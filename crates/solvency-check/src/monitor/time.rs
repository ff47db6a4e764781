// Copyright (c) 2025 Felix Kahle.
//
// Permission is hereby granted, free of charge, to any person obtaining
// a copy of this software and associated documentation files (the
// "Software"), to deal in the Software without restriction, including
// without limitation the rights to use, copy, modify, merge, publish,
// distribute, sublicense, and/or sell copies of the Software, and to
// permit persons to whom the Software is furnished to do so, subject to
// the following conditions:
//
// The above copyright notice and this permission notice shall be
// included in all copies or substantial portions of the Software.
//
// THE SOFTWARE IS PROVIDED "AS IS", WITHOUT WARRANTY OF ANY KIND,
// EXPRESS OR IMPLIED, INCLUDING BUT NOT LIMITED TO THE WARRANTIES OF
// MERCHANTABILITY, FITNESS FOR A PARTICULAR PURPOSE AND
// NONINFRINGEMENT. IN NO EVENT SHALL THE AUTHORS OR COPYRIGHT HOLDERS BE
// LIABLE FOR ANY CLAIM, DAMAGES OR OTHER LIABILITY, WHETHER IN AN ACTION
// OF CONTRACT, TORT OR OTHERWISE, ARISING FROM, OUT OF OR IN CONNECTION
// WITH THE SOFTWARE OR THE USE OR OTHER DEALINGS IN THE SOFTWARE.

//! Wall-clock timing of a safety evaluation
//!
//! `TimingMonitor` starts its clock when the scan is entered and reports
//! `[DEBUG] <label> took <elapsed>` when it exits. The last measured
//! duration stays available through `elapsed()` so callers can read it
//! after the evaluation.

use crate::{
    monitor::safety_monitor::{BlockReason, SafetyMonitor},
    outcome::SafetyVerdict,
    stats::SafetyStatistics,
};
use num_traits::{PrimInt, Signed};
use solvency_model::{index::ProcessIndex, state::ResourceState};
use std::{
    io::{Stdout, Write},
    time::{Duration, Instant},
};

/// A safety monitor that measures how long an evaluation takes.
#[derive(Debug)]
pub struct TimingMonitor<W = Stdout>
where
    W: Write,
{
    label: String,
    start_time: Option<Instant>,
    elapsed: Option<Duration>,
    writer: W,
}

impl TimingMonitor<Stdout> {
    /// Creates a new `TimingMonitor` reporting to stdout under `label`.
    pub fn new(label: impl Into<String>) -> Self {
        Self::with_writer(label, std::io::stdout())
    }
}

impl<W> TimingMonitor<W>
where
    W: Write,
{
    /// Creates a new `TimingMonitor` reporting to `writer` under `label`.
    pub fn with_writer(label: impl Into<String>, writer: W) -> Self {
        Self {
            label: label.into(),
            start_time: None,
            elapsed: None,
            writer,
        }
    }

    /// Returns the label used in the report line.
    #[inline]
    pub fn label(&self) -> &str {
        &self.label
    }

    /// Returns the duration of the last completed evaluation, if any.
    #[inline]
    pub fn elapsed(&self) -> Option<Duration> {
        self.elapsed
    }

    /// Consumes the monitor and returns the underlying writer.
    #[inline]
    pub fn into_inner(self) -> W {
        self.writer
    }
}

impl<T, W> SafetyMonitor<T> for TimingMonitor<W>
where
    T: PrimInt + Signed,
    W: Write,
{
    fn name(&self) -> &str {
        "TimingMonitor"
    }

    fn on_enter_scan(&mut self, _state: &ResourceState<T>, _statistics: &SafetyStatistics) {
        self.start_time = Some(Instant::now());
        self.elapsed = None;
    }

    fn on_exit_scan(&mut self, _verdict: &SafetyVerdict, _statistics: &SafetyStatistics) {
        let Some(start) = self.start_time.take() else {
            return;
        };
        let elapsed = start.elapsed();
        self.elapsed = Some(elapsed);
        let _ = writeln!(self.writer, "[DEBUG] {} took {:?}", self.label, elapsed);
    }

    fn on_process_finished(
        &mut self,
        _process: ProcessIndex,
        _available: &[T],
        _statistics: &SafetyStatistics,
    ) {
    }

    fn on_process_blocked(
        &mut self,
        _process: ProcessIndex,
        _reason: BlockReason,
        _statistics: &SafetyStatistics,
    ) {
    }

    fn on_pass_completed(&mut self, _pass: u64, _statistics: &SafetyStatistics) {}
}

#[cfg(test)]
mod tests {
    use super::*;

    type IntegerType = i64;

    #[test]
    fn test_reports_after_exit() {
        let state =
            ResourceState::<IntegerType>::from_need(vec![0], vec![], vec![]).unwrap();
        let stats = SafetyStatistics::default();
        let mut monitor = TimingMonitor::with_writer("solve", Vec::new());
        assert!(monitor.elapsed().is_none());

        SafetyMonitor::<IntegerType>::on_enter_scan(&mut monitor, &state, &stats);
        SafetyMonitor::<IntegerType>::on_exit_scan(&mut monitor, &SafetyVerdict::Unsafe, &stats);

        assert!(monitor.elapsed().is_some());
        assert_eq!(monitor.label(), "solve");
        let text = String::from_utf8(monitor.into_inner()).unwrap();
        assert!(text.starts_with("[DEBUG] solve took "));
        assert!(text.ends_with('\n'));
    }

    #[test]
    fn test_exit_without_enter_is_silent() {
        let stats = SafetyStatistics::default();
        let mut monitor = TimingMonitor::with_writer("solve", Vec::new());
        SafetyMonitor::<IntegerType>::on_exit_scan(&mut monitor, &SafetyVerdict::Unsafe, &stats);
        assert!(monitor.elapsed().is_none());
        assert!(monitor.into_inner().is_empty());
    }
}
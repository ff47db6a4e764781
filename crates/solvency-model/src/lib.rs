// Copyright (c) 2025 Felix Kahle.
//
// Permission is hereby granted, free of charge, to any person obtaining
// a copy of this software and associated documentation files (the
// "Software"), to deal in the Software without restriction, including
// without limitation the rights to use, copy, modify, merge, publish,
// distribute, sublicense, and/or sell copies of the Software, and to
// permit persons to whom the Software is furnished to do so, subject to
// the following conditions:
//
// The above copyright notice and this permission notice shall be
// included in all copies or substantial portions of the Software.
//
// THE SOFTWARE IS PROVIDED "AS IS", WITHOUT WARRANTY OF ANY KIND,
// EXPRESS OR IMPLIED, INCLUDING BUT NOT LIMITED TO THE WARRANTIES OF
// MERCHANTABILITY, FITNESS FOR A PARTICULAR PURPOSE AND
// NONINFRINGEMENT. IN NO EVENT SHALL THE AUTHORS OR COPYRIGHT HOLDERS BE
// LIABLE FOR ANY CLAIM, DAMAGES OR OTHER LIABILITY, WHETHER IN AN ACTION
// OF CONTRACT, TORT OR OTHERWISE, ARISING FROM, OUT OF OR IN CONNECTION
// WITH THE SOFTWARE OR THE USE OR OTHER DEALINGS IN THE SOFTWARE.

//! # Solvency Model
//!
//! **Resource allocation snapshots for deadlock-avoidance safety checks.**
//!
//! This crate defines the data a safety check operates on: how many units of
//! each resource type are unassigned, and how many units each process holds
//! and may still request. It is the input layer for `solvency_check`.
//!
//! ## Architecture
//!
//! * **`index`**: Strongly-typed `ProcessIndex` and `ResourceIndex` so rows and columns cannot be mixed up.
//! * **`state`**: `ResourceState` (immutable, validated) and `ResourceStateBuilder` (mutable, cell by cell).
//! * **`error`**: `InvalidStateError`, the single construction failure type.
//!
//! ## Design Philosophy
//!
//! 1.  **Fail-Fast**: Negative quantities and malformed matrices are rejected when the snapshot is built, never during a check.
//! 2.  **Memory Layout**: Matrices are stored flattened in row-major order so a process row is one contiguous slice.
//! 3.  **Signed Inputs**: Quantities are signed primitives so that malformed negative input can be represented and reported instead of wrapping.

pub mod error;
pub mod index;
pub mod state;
_ _ _ _
• _Exercise_
The full material has to be written out again exactly as shown.

• _Result below_
filename crates/solvency-check/src/monitor/time.rs
repository ff47db6a4e764781
// Copyright (c) 2025 Felix Kahle.
//
// Permission is hereby granted, free of charge, to any person obtaining
// a copy of this software and associated documentation files (the
// "Software"), to deal in the Software without restriction, including
// without limitation the rights to use, copy, modify, merge, publish,
// distribute, sublicense, and/or sell copies of the Software, and to
// permit persons to whom the Software is furnished to do so, subject to
// the following conditions:
//
// The above copyright notice and this permission notice shall be
// included in all copies or substantial portions of the Software.
//
// THE SOFTWARE IS PROVIDED "AS IS", WITHOUT WARRANTY OF ANY KIND,
// EXPRESS OR IMPLIED, INCLUDING BUT NOT LIMITED TO THE WARRANTIES OF
// MERCHANTABILITY, FITNESS FOR A PARTICULAR PURPOSE AND
// NONINFRINGEMENT. IN NO EVENT SHALL THE AUTHORS OR COPYRIGHT HOLDERS BE
// LIABLE FOR ANY CLAIM, DAMAGES OR OTHER LIABILITY, WHETHER IN AN ACTION
// OF CONTRACT, TORT OR OTHERWISE, ARISING FROM, OUT OF OR IN CONNECTION
// WITH THE SOFTWARE OR THE USE OR OTHER DEALINGS IN THE SOFTWARE.

//! Wall-clock timing of a safety evaluation
//!
//! `TimingMonitor` starts its clock when the scan is entered and reports
//! `[DEBUG] <label> took <elapsed>` when it exits. The last measured
//! duration stays available through `elapsed()` so callers can read it
//! after the evaluation.

use crate::{
    monitor::safety_monitor::{BlockReason, SafetyMonitor},
    outcome::SafetyVerdict,
    stats::SafetyStatistics,
};
use num_traits::{PrimInt, Signed};
use solvency_model::{index::ProcessIndex, state::ResourceState};
use std::{
    io::{Stdout, Write},
    time::{Duration, Instant},
};

/// A safety monitor that measures how long an evaluation takes.
#[derive(Debug)]
pub struct TimingMonitor<W = Stdout>
where
    W: Write,
{
    label: String,
    start_time: Option<Instant>,
    elapsed: Option<Duration>,
    writer: W,
}

impl TimingMonitor<Stdout> {
    /// Creates a new `TimingMonitor` reporting to stdout under `label`.
    pub fn new(label: impl Into<String>) -> Self {
        Self::with_writer(label, std::io::stdout())
    }
}

impl<W> TimingMonitor<W>
where
    W: Write,
{
    /// Creates a new `TimingMonitor` reporting to `writer` under `label`.
    pub fn with_writer(label: impl Into<String>, writer: W) -> Self {
        Self {
            label: label.into(),
            start_time: None,
            elapsed: None,
            writer,
        }
    }

    /// Returns the label used in the report line.
    #[inline]
    pub fn label(&self) -> &str {
        &self.label
    }

    /// Returns the duration of the last completed evaluation, if any.
    #[inline]
    pub fn elapsed(&self) -> Option<Duration> {
        self.elapsed
    }

    /// Consumes the monitor and returns the underlying writer.
    #[inline]
    pub fn into_inner(self) -> W {
        self.writer
    }
}

impl<T, W> SafetyMonitor<T> for TimingMonitor<W>
where
    T: PrimInt + Signed,
    W: Write,
{
    fn name(&self) -> &str {
        "TimingMonitor"
    }

    fn on_enter_scan(&mut self, _state: &ResourceState<T>, _statistics: &SafetyStatistics) {
        self.start_time = Some(Instant::now());
        self.elapsed = None;
    }

    fn on_exit_scan(&mut self, _verdict: &SafetyVerdict, _statistics: &SafetyStatistics) {
        let Some(start) = self.start_time.take() else {
            return;
        };
        let elapsed = start.elapsed();
        self.elapsed = Some(elapsed);
        let _ = writeln!(self.writer, "[DEBUG] {} took {:?}", self.label, elapsed);
    }

    fn on_process_finished(
        &mut self,
        _process: ProcessIndex,
        _available: &[T],
        _statistics: &SafetyStatistics,
    ) {
    }

    fn on_process_blocked(
        &mut self,
        _process: ProcessIndex,
        _reason: BlockReason,
        _statistics: &SafetyStatistics,
    ) {
    }

    fn on_pass_completed(&mut self, _pass: u64, _statistics: &SafetyStatistics) {}
}

#[cfg(test)]
mod tests {
    use super::*;

    type IntegerType = i64;

    #[test]
    fn test_reports_after_exit() {
        let state =
            ResourceState::<IntegerType>::from_need(vec![0], vec![], vec![]).unwrap();
        let stats = SafetyStatistics::default();
        let mut monitor = TimingMonitor::with_writer("solve", Vec::new());
        assert!(monitor.elapsed().is_none());

        SafetyMonitor::<IntegerType>::on_enter_scan(&mut monitor, &state, &stats);
        SafetyMonitor::<IntegerType>::on_exit_scan(&mut monitor, &SafetyVerdict::Unsafe, &stats);

        assert!(monitor.elapsed().is_some());
        assert_eq!(monitor.label(), "solve");
        let text = String::from_utf8(monitor.into_inner()).unwrap();
        assert!(text.starts_with("[DEBUG] solve took "));
        assert!(text.ends_with('\n'));
    }

    #[test]
    fn test_exit_without_enter_is_silent() {
        let stats = SafetyStatistics::default();
        let mut monitor = TimingMonitor::with_writer("solve", Vec::new());
        SafetyMonitor::<IntegerType>::on_exit_scan(&mut monitor, &SafetyVerdict::Unsafe, &stats);
        assert!(monitor.elapsed().is_none());
        assert!(monitor.into_inner().is_empty());
    }
}
repository ff47db6a4e764781
filename crates/solvency-model/src/lib.rs
// Copyright (c) 2025 Felix Kahle.
//
// Permission is hereby granted, free of charge, to any person obtaining
// a copy of this software and associated documentation files (the
// "Software"), to deal in the Software without restriction, including
// without limitation the rights to use, copy, modify, merge, publish,
// distribute, sublicense, and/or sell copies of the Software, and to
// permit persons to whom the Software is furnished to do so, subject to
// the following conditions:
//
// The above copyright notice and this permission notice shall be
// included in all copies or substantial portions of the Software.
//
// THE SOFTWARE IS PROVIDED "AS IS", WITHOUT WARRANTY OF ANY KIND,
// EXPRESS OR IMPLIED, INCLUDING BUT NOT LIMITED TO THE WARRANTIES OF
// MERCHANTABILITY, FITNESS FOR A PARTICULAR PURPOSE AND
// NONINFRINGEMENT. IN NO EVENT SHALL THE AUTHORS OR COPYRIGHT HOLDERS BE
// LIABLE FOR ANY CLAIM, DAMAGES OR OTHER LIABILITY, WHETHER IN AN ACTION
// OF CONTRACT, TORT OR OTHERWISE, ARISING FROM, OUT OF OR IN CONNECTION
// WITH THE SOFTWARE OR THE USE OR OTHER DEALINGS IN THE SOFTWARE.

//! # Solvency Model
//!
//! **Resource allocation snapshots for deadlock-avoidance safety checks.**
//!
//! This crate defines the data a safety check operates on: how many units of
//! each resource type are unassigned, and how many units each process holds
//! and may still request. It is the input layer for `solvency_check`.
//!
//! ## Architecture
//!
//! * **`index`**: Strongly-typed `ProcessIndex` and `ResourceIndex` so rows and columns cannot be mixed up.
//! * **`state`**: `ResourceState` (immutable, validated) and `ResourceStateBuilder` (mutable, cell by cell).
//! * **`error`**: `InvalidStateError`, the single construction failure type.
//!
//! ## Design Philosophy
//!
//! 1.  **Fail-Fast**: Negative quantities and malformed matrices are rejected when the snapshot is built, never during a check.
//! 2.  **Memory Layout**: Matrices are stored flattened in row-major order so a process row is one contiguous slice.
//! 3.  **Signed Inputs**: Quantities are signed primitives so that malformed negative input can be represented and reported instead of wrapping.

pub mod error;
pub mod index;
pub mod state;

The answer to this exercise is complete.